A number of tasks can be done with these images:
Damage detection
Damage severity measurement
Injured people detection
Conditions and capacity of the shelters
However, collected images are not always so nice and clean. Social media imagery data is noisy. There is a lot of irrelevant and duplicate content that needs to be filtered out.
The first component of the system is the relevancy filtering.
As you can imagine, we do not always get nice and clean images as I have been showing you so far… Here are some example images, taken from our datasets, showing cartoons, banners, advertisements, celebrities, and so on and so forth… Obviously, these images are not relevant to the disaster event, and shall be excluded from further processing.
For this purpose, we used a subset of our dataset where we sampled irrelevant images from the none category and relevant images from the severe and mild categories to build a binary classifier. Keep in mind that our focus is on getting rid of the irrelevant content.
For training this binary classifier, we considered the transfer learning approach in which we took a state-of-the-art image classification model, these days this happens to be convolutional neural networks, in our particular case, we used VGG16, named after the Andrew Zisserman’s research group at Oxford that proposed the architecture. This network is originally trained on 1 million images for recognizing 1000 object categories. We fine-tune this network for the binary classification scenario using our own dataset.
The performance of the resulting relevancy filtering model is shown in the table, which seems pretty good.
The second important component of the system is duplicate or near-duplicate filtering…

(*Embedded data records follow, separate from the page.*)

// Settings routes - agent persona
// Endpoints: GET /v1/settings, PATCH /v1/settings

use axum::{extract::State, routing::get, Json, Router};

use crate::error::ApiError;
use crate::models::{AgentSettings, UpdateSettingsRequest};
use crate::AppState;

/// GET /v1/settings - Current persona (defaults are seeded on first read)
async fn get_settings(State(state): State<AppState>) -> Result<Json<AgentSettings>, ApiError> {
    Ok(Json(state.db.get_settings().await?))
}

/// PATCH /v1/settings - Merge the provided fields
async fn update_settings(
    State(state): State<AppState>,
    Json(request): Json<UpdateSettingsRequest>,
) -> Result<Json<AgentSettings>, ApiError> {
    tracing::info!(
        "Updating settings (role: {}, tone: {}, language: {})",
        request.role.is_some(),
        request.tone.is_some(),
        request.language.is_some()
    );
    Ok(Json(state.db.update_settings(&request).await?))
}

pub fn settings_routes() -> Router<AppState> {
    Router::new().route("/v1/settings", get(get_settings).patch(update_settings))
}

#[cfg(test)]
mod tests {
    use crate::test_support::{empty_request, json_request, send, test_app};
    use axum::http::StatusCode;
    use serde_json::json;
    use wiremock::matchers::{body_json, method, path};
    use wiremock::{Mock, MockServer, ResponseTemplate};

    #[tokio::test]
    async fn test_get_settings_returns_stored_value() {
        let server = MockServer::start().await;
        Mock::given(method("GET"))
            .and(path("/settings.json"))
            .respond_with(ResponseTemplate::new(200).set_body_json(json!({
                "role": "Concierge", "tone": "Warm", "language": "English"
            })))
            .mount(&server)
            .await;

        let (status, body) = send(test_app(&server, None), empty_request("GET", "/v1/settings")).await;
        assert_eq!(status, StatusCode::OK);
        assert_eq!(body, json!({"role": "Concierge", "tone": "Warm", "language": "English"}));
    }

    #[tokio::test]
    async fn test_patch_settings_merges() {
        let server = MockServer::start().await;
        Mock::given(method("PATCH"))
            .and(path("/settings.json"))
            .and(body_json(json!({"language": "English"})))
            .respond_with(ResponseTemplate::new(200).set_body_json(json!({"language": "English"})))
            .expect(1)
            .mount(&server)
            .await;
        Mock::given(method("GET"))
            .and(path("/settings.json"))
            .respond_with(ResponseTemplate::new(200).set_body_json(json!({
                "role": "Customer Support Specialist",
                "tone": "Professional yet friendly",
                "language": "English"
            })))
            .mount(&server)
            .await;

        let (status, body) = send(
            test_app(&server, None),
            json_request("PATCH", "/v1/settings", json!({"language": "English"})),
        )
        .await;
        assert_eq!(status, StatusCode::OK);
        assert_eq!(body["language"], "English");
        assert_eq!(body["role"], "Customer Support Specialist");
    }
}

For example, there are cases when people simply re-tweet an existing tweet containing an image, or they post images with little modification (e.g. cropping/resizing, background padding, changing intensity, embedding text, etc.).
Such posting behavior produces high number of near-duplicate images in an online data collection, which should again be eliminated from the processing pipeline.
To perform this task, we need to compute a similarity score or a distance measure between a given pair of images. Based on a certain threshold, then we decide whether the given pair of images are duplicate or not.
For this purpose, we used the popular perceptual hashing, which represents the fingerprint of an image derived from various features from its contents. Perceptual hash functions maintain perceptual equality of images hence they are robust in detecting even slight changes in the binary representation of two similar images.
To determine a threshold, we created again a collection of image pairs, for which we know whether they are duplicate or not… Then, for different threshold values, we computed the overall accuracy achived by that threshold value. As you can see from the plot, a threshold of 10 seem to work fine for us.
Consequently, our image filtering pipeline reduces the size of the raw image data collection by almost a factor of 3 while retaining the most relevant and informative image content for further analyses.
So, now that we have a nicer and cleaner set of images, it is time to do more interesting things such as assessing the level of infrastructure damage, which is very crucial for humanitarian organizations, they crave for this kind of timely information.
Low prevalence of the mild category compared to other categories has also some effect
Remember, damage assessment during disaster times is a core situational awareness task for many humanitarian organizations that traditionally takes weeks or months. But here we show we can do this within hours or days after the disaster strikes.